**Work task**
Copy every line in the records below that contains the word "RentMonthly".

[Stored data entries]
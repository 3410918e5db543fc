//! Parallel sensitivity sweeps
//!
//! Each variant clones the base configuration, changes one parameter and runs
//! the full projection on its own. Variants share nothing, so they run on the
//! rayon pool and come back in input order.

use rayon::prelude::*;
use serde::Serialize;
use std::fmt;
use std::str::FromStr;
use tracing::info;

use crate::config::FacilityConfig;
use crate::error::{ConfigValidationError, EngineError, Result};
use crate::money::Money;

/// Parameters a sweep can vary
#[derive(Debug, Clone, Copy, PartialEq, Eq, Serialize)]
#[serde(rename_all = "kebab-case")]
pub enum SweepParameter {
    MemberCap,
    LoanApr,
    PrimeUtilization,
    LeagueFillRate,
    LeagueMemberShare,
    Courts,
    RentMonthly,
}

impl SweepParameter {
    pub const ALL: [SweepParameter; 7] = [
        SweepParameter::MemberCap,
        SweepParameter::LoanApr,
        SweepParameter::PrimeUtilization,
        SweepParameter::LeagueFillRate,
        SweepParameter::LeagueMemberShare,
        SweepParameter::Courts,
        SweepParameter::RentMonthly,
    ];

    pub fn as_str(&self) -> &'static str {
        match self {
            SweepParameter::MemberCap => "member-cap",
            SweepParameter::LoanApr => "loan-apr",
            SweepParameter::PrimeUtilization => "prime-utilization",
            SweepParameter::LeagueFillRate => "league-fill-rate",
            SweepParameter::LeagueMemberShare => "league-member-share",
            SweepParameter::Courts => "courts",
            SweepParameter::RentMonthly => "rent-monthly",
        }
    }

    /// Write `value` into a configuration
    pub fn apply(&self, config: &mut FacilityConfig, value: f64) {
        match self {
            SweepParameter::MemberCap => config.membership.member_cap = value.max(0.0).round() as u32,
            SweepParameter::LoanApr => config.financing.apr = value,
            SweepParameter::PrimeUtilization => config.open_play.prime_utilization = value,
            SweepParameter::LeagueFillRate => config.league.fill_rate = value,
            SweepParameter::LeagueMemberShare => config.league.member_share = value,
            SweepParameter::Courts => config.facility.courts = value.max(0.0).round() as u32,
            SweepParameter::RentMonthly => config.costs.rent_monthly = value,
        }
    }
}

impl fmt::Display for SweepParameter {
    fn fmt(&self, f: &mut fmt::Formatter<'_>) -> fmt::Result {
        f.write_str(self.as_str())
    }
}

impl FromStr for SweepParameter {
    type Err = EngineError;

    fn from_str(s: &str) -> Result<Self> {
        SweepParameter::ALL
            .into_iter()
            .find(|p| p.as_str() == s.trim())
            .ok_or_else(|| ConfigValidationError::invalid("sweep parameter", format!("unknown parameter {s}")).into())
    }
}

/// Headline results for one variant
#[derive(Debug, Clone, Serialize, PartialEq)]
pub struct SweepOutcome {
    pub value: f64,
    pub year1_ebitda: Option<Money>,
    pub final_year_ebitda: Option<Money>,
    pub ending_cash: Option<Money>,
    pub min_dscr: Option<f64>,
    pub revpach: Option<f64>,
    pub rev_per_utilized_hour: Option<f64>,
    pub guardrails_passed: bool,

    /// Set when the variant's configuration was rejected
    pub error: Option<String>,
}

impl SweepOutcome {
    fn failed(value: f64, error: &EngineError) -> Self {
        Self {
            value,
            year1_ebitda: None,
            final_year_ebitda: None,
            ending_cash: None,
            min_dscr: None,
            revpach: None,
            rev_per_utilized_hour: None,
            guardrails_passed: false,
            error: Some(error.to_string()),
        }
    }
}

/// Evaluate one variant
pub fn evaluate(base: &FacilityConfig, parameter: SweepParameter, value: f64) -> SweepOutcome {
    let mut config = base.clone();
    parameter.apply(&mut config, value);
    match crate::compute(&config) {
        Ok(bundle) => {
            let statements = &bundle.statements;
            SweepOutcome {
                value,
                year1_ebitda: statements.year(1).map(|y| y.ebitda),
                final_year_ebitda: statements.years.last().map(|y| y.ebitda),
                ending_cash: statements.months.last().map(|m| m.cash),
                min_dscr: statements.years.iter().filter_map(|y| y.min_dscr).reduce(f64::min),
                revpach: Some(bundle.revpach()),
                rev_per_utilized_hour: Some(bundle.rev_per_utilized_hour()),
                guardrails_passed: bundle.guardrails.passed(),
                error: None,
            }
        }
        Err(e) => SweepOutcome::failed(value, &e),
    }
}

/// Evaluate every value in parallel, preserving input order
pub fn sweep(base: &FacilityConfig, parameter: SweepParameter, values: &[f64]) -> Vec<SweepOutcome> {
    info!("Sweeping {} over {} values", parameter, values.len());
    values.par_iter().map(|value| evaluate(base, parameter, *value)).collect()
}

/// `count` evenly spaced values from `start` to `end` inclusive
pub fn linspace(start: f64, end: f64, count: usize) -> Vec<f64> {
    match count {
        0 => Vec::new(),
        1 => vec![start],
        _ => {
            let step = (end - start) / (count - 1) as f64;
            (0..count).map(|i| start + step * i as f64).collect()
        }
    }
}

* * *

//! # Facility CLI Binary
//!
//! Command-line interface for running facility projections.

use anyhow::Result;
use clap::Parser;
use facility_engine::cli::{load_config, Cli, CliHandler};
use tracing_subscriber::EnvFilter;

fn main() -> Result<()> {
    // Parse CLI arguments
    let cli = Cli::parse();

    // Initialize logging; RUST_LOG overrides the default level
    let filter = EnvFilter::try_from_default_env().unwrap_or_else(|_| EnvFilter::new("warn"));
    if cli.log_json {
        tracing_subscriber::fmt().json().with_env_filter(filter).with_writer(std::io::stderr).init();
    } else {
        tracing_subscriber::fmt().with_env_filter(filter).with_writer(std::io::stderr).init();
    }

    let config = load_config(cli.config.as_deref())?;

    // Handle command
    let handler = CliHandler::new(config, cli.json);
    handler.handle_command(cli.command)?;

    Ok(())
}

**Answer to this exercise**
    RentMonthly,
        SweepParameter::RentMonthly,
            SweepParameter::RentMonthly => "rent-monthly",
            SweepParameter::RentMonthly => config.costs.rent_monthly = value,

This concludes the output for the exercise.